** RECORDS SUPPLIED follows **
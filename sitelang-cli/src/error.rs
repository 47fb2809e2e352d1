//! Error handling for the CLI application

use std::fmt;

/// Custom error type for CLI-specific errors
#[derive(Debug)]
pub enum CliError {
    /// File not found or inaccessible
    FileNotFound(String),
    /// Invalid file pattern
    InvalidPattern(String),
    /// Configuration error
    ConfigError(String),
    /// Detection error from the library
    DetectionError(String),
}

impl fmt::Display for CliError {
    fn fmt(&self, f: &mut fmt::Formatter<'_>) -> fmt::Result {
        match self {
            CliError::FileNotFound(path) => write!(f, "File not found: {path}"),
            CliError::InvalidPattern(pattern) => write!(f, "Invalid file pattern: {pattern}"),
            CliError::ConfigError(msg) => write!(f, "Configuration error: {msg}"),
            CliError::DetectionError(msg) => write!(f, "Detection error: {msg}"),
        }
    }
}

impl std::error::Error for CliError {}

impl From<sitelang_api::ApiError> for CliError {
    fn from(err: sitelang_api::ApiError) -> Self {
        match err {
            sitelang_api::ApiError::Config(msg) => CliError::ConfigError(msg),
            other => CliError::DetectionError(other.to_string()),
        }
    }
}

/// Result type alias for CLI operations
pub type CliResult<T> = Result<T, anyhow::Error>;

#[cfg(test)]
mod tests {
    use super::*;

    #[test]
    fn test_error_display() {
        assert_eq!(
            CliError::FileNotFound("page.html".to_string()).to_string(),
            "File not found: page.html"
        );
        assert_eq!(
            CliError::InvalidPattern("[invalid".to_string()).to_string(),
            "Invalid file pattern: [invalid"
        );
        assert_eq!(
            CliError::ConfigError("bad preset".to_string()).to_string(),
            "Configuration error: bad preset"
        );
        assert_eq!(
            CliError::DetectionError("boom".to_string()).to_string(),
            "Detection error: boom"
        );
    }

    #[test]
    fn test_from_api_error() {
        let err: CliError = sitelang_api::ApiError::Config("threads".to_string()).into();
        assert!(matches!(err, CliError::ConfigError(_)));

        let io = std::io::Error::new(std::io::ErrorKind::Other, "disk");
        let err: CliError = sitelang_api::ApiError::Io(io).into();
        assert!(err.to_string().starts_with("Detection error:"));
    }

    #[test]
    fn test_cli_result_wraps_cli_error() {
        let failure: CliResult<()> = Err(CliError::FileNotFound("x".to_string()).into());
        let err = failure.unwrap_err();
        assert!(err.downcast_ref::<CliError>().is_some());
    }
}
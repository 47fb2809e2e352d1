//! Markup parsing and text extraction

use regex::Regex;
use scraper::{node::Node, ElementRef, Html, Selector};
use serde::Serialize;
use sitelang_core::{parse_lang_tags, AcceptedLanguages, LanguageTag};
use std::collections::BTreeMap;
use std::sync::OnceLock;

/// `<meta name=...>` values whose content describes the page
pub const DESCRIPTION_META_NAMES: &[&str] = &["description", "topic", "keywords"];

/// Elements whose text never counts as visible body text
const INVISIBLE_ELEMENTS: &[&str] = &["script", "style", "template"];

/// Runs of characters that carry no language signal
fn noise_pattern() -> &'static Regex {
    static NOISE: OnceLock<Regex> = OnceLock::new();
    NOISE.get_or_init(|| {
        Regex::new(
            r##"[\n \[\]"'.,:!?/+\-–\\*#()%&=_§€$@<>;|©0-9»«®…”“•�°←→„▶\x{96}\x{a0}\t\r]+"##,
        )
        .unwrap_or_else(|e| unreachable!("noise pattern is a valid regex: {e}"))
    })
}

/// Collapse punctuation, digits, symbols and whitespace into single spaces
pub fn filter_text(text: &str) -> String {
    noise_pattern().replace_all(text, " ").trim().to_string()
}

/// URIs with a scheme, `www.` hosts and e-mail addresses in running text
fn url_pattern() -> &'static Regex {
    static URL: OnceLock<Regex> = OnceLock::new();
    URL.get_or_init(|| {
        Regex::new(
            r#"(?i)(?:\b[a-z][a-z0-9+.\-]*://|\bwww\.|\bmailto:)[^\s<>"]+|[^\s<>"@]+@[a-z0-9\-]+(?:\.[a-z0-9\-]+)+"#,
        )
        .unwrap_or_else(|e| unreachable!("url pattern is a valid regex: {e}"))
    })
}

/// Replace links and e-mail addresses with a space
///
/// Runs before [`filter_text`], which would otherwise leave the host and path
/// words of a link behind.
pub fn strip_urls(text: &str) -> String {
    url_pattern().replace_all(text, " ").into_owned()
}

/// A parsed HTML document
#[derive(Debug, Clone)]
pub struct ParsedDocument {
    html: Html,
}

impl ParsedDocument {
    /// Parse markup; never fails, complaints are kept in
    /// [`ParsedDocument::parse_errors`]
    pub fn parse(markup: &str) -> Self {
        let html = Html::parse_document(markup);
        if !html.errors.is_empty() {
            tracing::trace!(errors = html.errors.len(), "markup parsed with errors");
        }
        Self { html }
    }

    /// Recoverable problems the parser ran into
    pub fn parse_errors(&self) -> impl Iterator<Item = &str> + '_ {
        self.html.errors.iter().map(|e| e.as_ref())
    }

    /// Whether the markup parsed without complaints
    pub fn is_well_formed(&self) -> bool {
        self.html.errors.is_empty()
    }

    /// The underlying scraper document
    pub fn html(&self) -> &Html {
        &self.html
    }

    /// Attribute of the `<html>` element
    pub fn root_attribute(&self, name: &str) -> Option<&str> {
        self.html.root_element().value().attr(name)
    }

    /// Elements matching a CSS selector, `None` if the selector is invalid
    pub fn select_all(&self, css: &str) -> Option<Vec<ElementRef<'_>>> {
        let selector = Selector::parse(css).ok()?;
        Some(self.html.select(&selector).collect())
    }

    fn select_static(&self, css: &'static str) -> Vec<ElementRef<'_>> {
        self.select_all(css).unwrap_or_default()
    }

    /// Visible text of `<body>` with links removed, filtered with
    /// [`filter_text`]
    pub fn body_text(&self) -> Option<String> {
        self.body_text_with(true)
    }

    /// Visible text of `<body>`, optionally keeping links
    pub fn body_text_with(&self, strip_links: bool) -> Option<String> {
        let body = self.select_static("body").into_iter().next()?;

        let mut raw = String::new();
        for node in body.descendants() {
            let Node::Text(text) = node.value() else {
                continue;
            };
            let hidden = node.ancestors().any(|ancestor| {
                matches!(ancestor.value(), Node::Element(el) if INVISIBLE_ELEMENTS.contains(&el.name()))
            });
            if !hidden {
                raw.push_str(text);
                raw.push(' ');
            }
        }

        if strip_links {
            raw = strip_urls(&raw);
        }
        Some(filter_text(&raw))
    }

    /// Filtered `content` of description, topic and keywords metas
    pub fn description(&self) -> String {
        self.select_static("head meta[name]")
            .into_iter()
            .filter(|meta| {
                meta.value().attr("name").is_some_and(|name| {
                    DESCRIPTION_META_NAMES
                        .iter()
                        .any(|wanted| name.trim().eq_ignore_ascii_case(wanted))
                })
            })
            .filter_map(|meta| meta.value().attr("content"))
            .map(filter_text)
            .collect::<Vec<_>>()
            .join(" ")
            .trim()
            .to_string()
    }

    /// Every `<script>` element
    pub fn scripts(&self) -> Vec<ScriptElement> {
        self.select_static("script")
            .into_iter()
            .map(|script| ScriptElement {
                attributes: script
                    .value()
                    .attrs()
                    .map(|(name, value)| (name.to_string(), value.to_string()))
                    .collect(),
                content: element_text(&script),
            })
            .collect()
    }

    /// Inline text of every `<noscript>` element
    pub fn noscripts(&self) -> Vec<Option<String>> {
        self.select_static("noscript")
            .into_iter()
            .map(|noscript| element_text(&noscript))
            .collect()
    }

    /// First accepted tag in the `<html lang>` attribute
    pub fn html_lang(&self, accepted: &AcceptedLanguages) -> Option<LanguageTag> {
        let lang = self.root_attribute("lang")?;
        parse_lang_tags(lang, accepted).into_iter().next()
    }

    /// The tag of the `http-equiv="content-language"` metas, if they name
    /// exactly one accepted language
    pub fn http_equiv_lang(&self, accepted: &AcceptedLanguages) -> Option<LanguageTag> {
        let tags: Vec<LanguageTag> = self
            .select_static("meta[http-equiv]")
            .into_iter()
            .filter(|meta| {
                meta.value()
                    .attr("http-equiv")
                    .is_some_and(|v| v.trim().eq_ignore_ascii_case("content-language"))
            })
            .filter_map(|meta| meta.value().attr("content"))
            .flat_map(|content| parse_lang_tags(content, accepted))
            .collect();

        exactly_one(tags)
    }
}

/// Text directly inside an element, `None` when it has none
fn element_text(element: &ElementRef<'_>) -> Option<String> {
    let mut text = String::new();
    for child in element.children() {
        if let Node::Text(t) = child.value() {
            text.push_str(t);
        }
    }
    if element.children().any(|c| c.value().is_text()) {
        Some(text)
    } else {
        None
    }
}

/// The only element of `tags`, if there is exactly one
pub(crate) fn exactly_one(tags: Vec<LanguageTag>) -> Option<LanguageTag> {
    let mut iter = tags.into_iter();
    match (iter.next(), iter.next()) {
        (Some(tag), None) => Some(tag),
        _ => None,
    }
}

/// A `<script>` element
#[derive(Debug, Clone, PartialEq, Eq, Serialize)]
pub struct ScriptElement {
    /// Attributes by name
    pub attributes: BTreeMap<String, String>,
    /// Inline code, `None` when the element is empty
    pub content: Option<String>,
}

impl ScriptElement {
    /// Attribute value by name
    pub fn attr(&self, name: &str) -> Option<&str> {
        self.attributes.get(name).map(String::as_str)
    }
}

/// Document given either as raw markup or already parsed
#[derive(Debug, Clone)]
pub enum DocumentInput {
    /// Markup still to be parsed
    Raw(String),
    /// Parsed document
    Parsed(ParsedDocument),
}

impl DocumentInput {
    /// Parse if needed
    pub fn into_parsed(self) -> ParsedDocument {
        match self {
            DocumentInput::Raw(markup) => ParsedDocument::parse(&markup),
            DocumentInput::Parsed(doc) => doc,
        }
    }

    /// Run `f` against the parsed document, parsing raw markup on the fly
    pub fn with_parsed<R>(&self, f: impl FnOnce(&ParsedDocument) -> R) -> R {
        match self {
            DocumentInput::Raw(markup) => f(&ParsedDocument::parse(markup)),
            DocumentInput::Parsed(doc) => f(doc),
        }
    }
}

impl From<String> for DocumentInput {
    fn from(markup: String) -> Self {
        DocumentInput::Raw(markup)
    }
}

impl From<&str> for DocumentInput {
    fn from(markup: &str) -> Self {
        DocumentInput::Raw(markup.to_string())
    }
}

impl From<ParsedDocument> for DocumentInput {
    fn from(doc: ParsedDocument) -> Self {
        DocumentInput::Parsed(doc)
    }
}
** End of RECORDS SUPPLIED **
ASSIGNMENT
Restate the line containing "fn from(markup: String)" and every remaining line of the records word for word. Add nothing.

EXERCISE ANSWER
    fn from(markup: String) -> Self {
        DocumentInput::Raw(markup)
    }
}

impl From<&str> for DocumentInput {
    fn from(markup: &str) -> Self {
        DocumentInput::Raw(markup.to_string())
    }
}

impl From<ParsedDocument> for DocumentInput {
    fn from(doc: ParsedDocument) -> Self {
        DocumentInput::Parsed(doc)
    }
}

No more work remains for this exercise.